**What is needed**
Of the lines listed below, return exactly those that run from the line containing "no chain running." through the line containing "self.generation = generation;", both included.

(Stored items)

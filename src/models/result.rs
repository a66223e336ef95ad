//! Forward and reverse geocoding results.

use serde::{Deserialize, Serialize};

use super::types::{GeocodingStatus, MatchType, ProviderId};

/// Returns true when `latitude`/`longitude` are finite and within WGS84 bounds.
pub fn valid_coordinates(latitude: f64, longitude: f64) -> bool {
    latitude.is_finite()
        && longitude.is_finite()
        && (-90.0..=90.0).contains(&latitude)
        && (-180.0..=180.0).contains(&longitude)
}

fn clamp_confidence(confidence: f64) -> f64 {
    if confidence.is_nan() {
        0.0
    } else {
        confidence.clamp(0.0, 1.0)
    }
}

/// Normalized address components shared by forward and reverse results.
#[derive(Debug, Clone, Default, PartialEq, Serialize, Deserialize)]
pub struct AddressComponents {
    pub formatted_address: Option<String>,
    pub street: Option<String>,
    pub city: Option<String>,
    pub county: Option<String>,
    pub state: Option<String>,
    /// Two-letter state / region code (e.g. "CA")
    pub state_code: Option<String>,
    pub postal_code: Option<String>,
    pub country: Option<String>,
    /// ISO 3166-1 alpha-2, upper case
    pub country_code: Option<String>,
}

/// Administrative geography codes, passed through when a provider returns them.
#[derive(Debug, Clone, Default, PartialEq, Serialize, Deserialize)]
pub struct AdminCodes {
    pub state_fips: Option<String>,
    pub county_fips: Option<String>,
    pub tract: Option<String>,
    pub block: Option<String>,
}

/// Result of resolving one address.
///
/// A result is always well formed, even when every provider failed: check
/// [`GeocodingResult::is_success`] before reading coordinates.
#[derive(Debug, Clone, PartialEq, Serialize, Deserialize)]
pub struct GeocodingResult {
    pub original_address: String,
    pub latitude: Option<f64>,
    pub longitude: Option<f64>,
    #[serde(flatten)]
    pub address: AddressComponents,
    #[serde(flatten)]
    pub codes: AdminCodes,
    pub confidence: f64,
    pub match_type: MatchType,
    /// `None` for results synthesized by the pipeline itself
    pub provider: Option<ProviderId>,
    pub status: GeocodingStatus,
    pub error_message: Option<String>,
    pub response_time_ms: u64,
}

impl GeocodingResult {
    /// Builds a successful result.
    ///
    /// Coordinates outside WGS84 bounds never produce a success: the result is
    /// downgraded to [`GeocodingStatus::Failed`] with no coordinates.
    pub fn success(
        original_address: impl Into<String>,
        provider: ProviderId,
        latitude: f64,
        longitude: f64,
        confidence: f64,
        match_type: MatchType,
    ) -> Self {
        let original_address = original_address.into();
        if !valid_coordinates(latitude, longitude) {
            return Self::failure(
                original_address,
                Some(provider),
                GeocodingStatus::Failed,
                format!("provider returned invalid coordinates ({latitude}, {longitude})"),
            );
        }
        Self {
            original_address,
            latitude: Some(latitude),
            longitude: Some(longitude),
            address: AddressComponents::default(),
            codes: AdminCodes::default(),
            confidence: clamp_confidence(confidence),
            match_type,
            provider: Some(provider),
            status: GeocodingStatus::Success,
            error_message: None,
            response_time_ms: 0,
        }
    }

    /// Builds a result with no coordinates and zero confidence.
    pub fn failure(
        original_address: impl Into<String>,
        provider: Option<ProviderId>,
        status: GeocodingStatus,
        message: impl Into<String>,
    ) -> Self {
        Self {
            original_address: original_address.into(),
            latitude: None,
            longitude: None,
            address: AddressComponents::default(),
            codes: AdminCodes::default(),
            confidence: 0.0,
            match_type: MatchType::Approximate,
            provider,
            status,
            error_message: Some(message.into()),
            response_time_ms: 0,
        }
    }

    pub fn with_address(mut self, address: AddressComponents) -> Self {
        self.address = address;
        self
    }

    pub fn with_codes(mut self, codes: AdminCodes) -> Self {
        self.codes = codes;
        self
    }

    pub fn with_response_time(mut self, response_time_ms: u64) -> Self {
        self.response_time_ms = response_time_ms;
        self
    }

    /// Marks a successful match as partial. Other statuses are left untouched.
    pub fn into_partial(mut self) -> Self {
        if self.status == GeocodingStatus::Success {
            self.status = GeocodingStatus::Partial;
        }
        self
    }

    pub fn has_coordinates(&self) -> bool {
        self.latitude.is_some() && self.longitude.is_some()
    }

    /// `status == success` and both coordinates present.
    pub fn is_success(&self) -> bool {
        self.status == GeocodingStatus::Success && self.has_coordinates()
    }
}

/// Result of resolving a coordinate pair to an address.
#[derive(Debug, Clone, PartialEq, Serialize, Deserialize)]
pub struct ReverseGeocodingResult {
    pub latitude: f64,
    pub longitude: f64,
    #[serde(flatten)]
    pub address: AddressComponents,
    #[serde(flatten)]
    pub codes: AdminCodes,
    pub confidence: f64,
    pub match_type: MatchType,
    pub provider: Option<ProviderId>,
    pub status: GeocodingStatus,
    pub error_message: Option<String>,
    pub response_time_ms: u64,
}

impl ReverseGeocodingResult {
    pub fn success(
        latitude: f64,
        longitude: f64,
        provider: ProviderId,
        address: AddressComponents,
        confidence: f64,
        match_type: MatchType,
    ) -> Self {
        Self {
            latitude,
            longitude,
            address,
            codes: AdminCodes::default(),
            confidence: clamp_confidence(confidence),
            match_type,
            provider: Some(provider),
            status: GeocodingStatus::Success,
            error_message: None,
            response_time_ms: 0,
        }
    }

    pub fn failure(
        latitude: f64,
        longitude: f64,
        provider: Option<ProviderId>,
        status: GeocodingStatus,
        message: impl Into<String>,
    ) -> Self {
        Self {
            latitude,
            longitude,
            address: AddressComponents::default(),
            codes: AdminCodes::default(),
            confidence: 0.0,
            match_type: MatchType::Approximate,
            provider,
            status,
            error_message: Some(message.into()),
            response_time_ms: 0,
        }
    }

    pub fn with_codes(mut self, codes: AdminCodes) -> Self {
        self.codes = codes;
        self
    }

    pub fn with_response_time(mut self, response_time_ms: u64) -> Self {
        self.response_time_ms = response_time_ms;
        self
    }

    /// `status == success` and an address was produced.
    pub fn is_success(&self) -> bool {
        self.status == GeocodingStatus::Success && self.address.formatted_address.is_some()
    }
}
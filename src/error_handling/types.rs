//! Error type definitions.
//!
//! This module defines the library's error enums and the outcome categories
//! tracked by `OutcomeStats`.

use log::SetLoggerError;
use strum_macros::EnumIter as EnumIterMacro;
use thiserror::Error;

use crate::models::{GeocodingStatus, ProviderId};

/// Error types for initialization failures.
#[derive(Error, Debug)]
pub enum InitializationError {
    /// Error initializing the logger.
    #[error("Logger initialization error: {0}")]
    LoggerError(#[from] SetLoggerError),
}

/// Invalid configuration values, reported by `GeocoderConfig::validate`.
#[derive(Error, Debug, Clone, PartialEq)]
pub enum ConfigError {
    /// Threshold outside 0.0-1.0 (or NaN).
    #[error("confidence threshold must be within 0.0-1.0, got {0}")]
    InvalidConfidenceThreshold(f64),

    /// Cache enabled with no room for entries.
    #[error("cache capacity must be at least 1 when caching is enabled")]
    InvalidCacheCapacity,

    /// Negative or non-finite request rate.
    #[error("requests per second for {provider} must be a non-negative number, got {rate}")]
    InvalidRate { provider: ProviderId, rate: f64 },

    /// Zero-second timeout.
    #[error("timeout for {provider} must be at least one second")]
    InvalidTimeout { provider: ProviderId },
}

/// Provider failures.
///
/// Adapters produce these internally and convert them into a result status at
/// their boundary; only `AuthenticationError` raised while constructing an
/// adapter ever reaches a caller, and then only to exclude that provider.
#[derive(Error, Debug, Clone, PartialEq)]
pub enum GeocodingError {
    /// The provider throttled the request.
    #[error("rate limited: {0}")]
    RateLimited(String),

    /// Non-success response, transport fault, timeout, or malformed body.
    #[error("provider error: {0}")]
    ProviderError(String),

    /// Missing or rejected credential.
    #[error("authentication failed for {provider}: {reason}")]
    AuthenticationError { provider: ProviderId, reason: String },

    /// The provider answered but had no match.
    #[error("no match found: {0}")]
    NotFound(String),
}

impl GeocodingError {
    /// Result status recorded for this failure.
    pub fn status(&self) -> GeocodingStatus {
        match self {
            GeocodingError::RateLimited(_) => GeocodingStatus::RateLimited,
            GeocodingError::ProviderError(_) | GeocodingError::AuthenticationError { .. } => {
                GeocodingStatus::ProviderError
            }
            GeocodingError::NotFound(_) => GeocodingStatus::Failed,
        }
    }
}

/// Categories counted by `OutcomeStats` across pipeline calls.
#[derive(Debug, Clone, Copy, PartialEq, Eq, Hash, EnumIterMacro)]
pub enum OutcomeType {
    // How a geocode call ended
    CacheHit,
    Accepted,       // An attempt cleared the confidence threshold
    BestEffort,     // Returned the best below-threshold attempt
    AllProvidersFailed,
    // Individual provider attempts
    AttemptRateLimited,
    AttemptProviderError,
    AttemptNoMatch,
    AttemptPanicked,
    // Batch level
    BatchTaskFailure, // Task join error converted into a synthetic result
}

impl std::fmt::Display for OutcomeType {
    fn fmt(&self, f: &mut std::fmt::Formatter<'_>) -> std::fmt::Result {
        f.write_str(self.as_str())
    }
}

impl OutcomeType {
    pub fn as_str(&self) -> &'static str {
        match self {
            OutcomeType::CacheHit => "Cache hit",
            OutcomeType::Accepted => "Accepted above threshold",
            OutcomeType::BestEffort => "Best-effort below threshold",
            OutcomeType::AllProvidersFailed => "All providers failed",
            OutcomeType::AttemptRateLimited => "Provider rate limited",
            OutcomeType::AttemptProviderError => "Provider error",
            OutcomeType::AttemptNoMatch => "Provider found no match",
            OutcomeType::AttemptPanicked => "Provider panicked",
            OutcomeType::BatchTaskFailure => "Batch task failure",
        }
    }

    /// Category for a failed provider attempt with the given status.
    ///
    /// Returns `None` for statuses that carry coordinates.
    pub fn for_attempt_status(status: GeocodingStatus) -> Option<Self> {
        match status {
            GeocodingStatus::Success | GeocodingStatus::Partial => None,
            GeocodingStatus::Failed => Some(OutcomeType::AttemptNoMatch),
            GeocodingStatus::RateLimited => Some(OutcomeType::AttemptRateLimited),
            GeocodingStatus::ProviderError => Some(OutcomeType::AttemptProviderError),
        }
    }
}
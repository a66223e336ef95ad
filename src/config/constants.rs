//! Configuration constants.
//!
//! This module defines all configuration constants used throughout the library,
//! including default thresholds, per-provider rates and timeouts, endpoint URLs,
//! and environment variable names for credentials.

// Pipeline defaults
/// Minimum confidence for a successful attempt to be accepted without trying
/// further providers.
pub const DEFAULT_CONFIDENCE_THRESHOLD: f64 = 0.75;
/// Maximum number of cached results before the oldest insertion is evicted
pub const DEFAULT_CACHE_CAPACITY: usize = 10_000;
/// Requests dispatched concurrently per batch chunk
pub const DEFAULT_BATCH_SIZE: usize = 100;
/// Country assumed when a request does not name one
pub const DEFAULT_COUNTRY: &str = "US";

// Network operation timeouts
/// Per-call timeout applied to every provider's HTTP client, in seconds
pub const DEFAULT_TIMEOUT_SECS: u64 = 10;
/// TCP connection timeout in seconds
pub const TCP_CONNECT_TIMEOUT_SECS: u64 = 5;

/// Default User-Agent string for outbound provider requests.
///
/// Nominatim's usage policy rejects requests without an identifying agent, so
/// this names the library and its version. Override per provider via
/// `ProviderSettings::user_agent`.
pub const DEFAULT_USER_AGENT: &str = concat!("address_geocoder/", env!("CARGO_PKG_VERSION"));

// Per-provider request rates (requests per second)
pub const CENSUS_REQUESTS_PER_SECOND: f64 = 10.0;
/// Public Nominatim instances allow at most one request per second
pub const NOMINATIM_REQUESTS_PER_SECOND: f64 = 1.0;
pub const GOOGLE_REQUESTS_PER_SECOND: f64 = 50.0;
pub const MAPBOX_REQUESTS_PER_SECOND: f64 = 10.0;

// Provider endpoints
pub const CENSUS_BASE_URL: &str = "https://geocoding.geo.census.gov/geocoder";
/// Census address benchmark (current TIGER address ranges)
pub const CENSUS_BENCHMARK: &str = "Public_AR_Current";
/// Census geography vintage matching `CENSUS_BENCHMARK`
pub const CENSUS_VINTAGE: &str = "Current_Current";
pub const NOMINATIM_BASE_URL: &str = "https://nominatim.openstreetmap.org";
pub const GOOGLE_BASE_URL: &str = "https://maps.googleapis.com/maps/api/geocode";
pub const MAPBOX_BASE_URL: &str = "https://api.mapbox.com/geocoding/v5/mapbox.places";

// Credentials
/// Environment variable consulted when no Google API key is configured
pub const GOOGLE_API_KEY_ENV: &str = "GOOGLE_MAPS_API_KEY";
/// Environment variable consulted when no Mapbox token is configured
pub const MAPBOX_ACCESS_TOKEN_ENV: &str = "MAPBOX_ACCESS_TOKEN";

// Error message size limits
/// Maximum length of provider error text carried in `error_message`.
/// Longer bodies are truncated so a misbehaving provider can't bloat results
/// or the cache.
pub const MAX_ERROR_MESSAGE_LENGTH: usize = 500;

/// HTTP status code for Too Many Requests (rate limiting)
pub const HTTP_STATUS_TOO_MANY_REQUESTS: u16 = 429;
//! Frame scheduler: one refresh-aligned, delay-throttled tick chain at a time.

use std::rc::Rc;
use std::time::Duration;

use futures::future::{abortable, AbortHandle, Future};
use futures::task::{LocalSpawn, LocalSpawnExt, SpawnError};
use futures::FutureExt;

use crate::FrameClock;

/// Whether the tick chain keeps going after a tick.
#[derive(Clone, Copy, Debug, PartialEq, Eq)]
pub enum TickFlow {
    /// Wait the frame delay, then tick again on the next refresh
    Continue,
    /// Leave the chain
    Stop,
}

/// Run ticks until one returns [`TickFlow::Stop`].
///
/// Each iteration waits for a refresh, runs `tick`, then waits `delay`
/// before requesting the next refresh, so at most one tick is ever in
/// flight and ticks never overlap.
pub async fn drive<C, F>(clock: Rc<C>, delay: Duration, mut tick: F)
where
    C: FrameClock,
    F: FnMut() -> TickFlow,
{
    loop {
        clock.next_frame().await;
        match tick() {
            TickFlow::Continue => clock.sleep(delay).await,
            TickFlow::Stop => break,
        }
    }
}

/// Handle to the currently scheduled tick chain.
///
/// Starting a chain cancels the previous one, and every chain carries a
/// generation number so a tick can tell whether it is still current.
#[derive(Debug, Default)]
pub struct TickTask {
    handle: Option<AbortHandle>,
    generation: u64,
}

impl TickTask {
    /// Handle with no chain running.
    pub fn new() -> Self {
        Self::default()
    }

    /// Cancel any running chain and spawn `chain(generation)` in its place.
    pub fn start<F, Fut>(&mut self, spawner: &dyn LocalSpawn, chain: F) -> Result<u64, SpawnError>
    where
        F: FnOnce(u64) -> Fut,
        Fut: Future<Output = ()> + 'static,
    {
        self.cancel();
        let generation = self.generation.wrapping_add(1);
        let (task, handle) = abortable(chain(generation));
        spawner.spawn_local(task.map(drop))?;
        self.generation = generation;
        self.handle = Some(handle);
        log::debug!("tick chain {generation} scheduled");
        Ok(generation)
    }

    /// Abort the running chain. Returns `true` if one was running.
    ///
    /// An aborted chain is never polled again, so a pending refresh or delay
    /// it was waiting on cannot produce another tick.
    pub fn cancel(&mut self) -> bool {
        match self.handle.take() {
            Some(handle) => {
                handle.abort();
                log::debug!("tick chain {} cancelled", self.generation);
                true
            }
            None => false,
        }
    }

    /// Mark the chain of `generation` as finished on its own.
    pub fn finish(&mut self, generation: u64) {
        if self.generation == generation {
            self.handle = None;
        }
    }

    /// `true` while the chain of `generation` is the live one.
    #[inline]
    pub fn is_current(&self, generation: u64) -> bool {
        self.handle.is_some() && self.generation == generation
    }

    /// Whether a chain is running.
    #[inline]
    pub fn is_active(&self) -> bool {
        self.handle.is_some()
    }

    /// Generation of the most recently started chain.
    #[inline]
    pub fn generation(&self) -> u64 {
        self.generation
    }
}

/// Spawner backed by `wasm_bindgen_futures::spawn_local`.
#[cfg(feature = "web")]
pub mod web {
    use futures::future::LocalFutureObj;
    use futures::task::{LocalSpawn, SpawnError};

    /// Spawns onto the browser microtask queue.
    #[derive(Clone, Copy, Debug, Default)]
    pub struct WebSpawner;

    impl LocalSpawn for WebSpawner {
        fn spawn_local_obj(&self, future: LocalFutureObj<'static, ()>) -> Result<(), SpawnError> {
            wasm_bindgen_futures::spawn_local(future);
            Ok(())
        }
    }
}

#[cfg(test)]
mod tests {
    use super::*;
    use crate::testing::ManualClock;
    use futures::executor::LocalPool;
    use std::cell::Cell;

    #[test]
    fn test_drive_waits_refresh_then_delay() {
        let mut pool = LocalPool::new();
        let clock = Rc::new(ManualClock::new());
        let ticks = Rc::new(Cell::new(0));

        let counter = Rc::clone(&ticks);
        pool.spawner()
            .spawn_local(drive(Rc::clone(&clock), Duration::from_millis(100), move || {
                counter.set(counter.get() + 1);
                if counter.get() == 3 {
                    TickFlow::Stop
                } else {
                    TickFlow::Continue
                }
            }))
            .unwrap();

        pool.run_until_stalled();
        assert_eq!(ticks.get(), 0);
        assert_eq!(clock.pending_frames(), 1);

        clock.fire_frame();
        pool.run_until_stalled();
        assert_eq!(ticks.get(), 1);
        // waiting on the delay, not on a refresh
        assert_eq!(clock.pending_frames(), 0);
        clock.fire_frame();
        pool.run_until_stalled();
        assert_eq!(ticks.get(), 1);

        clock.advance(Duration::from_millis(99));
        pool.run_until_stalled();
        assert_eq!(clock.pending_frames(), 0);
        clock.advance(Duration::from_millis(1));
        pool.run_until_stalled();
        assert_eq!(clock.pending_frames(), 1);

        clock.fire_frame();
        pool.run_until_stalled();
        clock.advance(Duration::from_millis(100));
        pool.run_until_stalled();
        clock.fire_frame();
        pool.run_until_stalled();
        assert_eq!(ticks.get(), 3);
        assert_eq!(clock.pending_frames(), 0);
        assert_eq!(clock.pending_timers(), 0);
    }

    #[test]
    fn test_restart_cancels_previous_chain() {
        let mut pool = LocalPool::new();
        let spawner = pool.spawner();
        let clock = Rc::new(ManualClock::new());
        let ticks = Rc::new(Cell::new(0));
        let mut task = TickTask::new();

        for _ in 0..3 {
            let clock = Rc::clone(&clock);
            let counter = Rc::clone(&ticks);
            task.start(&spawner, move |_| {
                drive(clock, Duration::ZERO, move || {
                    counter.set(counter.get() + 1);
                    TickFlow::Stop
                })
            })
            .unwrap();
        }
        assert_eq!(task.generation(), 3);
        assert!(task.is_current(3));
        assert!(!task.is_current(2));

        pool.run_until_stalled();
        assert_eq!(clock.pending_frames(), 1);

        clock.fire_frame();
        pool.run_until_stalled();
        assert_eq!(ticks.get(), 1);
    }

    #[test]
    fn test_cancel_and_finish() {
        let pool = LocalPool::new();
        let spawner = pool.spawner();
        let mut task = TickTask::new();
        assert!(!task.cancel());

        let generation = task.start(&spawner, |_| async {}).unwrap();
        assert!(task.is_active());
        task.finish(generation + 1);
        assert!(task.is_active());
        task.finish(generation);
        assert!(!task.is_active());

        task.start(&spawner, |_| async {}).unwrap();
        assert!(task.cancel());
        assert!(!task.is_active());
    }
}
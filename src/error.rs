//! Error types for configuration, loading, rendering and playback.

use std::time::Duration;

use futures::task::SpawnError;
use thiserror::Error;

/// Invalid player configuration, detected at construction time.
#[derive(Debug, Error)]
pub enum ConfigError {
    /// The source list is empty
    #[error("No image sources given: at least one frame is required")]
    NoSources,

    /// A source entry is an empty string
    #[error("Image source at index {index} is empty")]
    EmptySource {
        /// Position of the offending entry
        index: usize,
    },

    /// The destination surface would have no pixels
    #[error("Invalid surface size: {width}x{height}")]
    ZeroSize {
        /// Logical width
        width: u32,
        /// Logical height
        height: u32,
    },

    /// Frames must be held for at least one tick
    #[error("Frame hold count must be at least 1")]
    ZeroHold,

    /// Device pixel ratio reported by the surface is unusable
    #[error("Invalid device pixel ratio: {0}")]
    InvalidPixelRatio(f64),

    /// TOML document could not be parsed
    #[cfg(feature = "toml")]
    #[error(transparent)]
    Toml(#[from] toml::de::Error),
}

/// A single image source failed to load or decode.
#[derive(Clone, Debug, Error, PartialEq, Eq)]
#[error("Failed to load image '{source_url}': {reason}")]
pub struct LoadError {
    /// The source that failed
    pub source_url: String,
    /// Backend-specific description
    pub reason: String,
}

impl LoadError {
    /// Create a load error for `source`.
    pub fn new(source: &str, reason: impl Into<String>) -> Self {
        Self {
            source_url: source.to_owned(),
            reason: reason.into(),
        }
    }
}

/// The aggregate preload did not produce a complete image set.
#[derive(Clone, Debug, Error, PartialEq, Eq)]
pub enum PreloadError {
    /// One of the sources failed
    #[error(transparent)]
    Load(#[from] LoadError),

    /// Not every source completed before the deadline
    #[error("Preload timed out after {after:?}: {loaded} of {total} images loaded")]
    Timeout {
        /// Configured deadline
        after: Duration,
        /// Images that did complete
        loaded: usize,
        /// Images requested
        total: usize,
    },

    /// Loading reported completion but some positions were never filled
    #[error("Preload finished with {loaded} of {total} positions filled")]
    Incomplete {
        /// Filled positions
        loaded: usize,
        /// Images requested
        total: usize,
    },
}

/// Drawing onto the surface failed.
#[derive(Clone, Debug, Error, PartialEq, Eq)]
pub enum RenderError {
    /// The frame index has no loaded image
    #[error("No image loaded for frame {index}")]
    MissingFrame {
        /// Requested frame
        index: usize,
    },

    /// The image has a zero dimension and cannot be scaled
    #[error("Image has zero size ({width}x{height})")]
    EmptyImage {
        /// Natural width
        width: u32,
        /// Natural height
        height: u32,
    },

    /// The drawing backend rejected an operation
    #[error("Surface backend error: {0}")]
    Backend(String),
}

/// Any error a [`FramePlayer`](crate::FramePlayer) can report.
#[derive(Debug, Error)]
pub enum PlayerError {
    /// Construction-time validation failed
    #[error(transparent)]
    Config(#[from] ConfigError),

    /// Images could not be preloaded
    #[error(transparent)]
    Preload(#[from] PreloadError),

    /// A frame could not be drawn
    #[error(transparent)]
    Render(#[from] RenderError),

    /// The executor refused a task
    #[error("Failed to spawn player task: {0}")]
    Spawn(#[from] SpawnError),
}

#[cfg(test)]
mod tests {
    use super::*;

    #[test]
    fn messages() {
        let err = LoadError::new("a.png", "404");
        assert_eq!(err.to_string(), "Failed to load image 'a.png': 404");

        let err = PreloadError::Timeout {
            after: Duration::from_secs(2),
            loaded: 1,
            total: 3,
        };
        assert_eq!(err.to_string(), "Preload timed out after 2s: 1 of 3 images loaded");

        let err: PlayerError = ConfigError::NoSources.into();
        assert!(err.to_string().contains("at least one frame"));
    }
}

**Written response**
    /// Handle with no chain running.
    pub fn new() -> Self {
        Self::default()
    }

    /// Cancel any running chain and spawn `chain(generation)` in its place.
    pub fn start<F, Fut>(&mut self, spawner: &dyn LocalSpawn, chain: F) -> Result<u64, SpawnError>
    where
        F: FnOnce(u64) -> Fut,
        Fut: Future<Output = ()> + 'static,
    {
        self.cancel();
        let generation = self.generation.wrapping_add(1);
        let (task, handle) = abortable(chain(generation));
        spawner.spawn_local(task.map(drop))?;
        self.generation = generation;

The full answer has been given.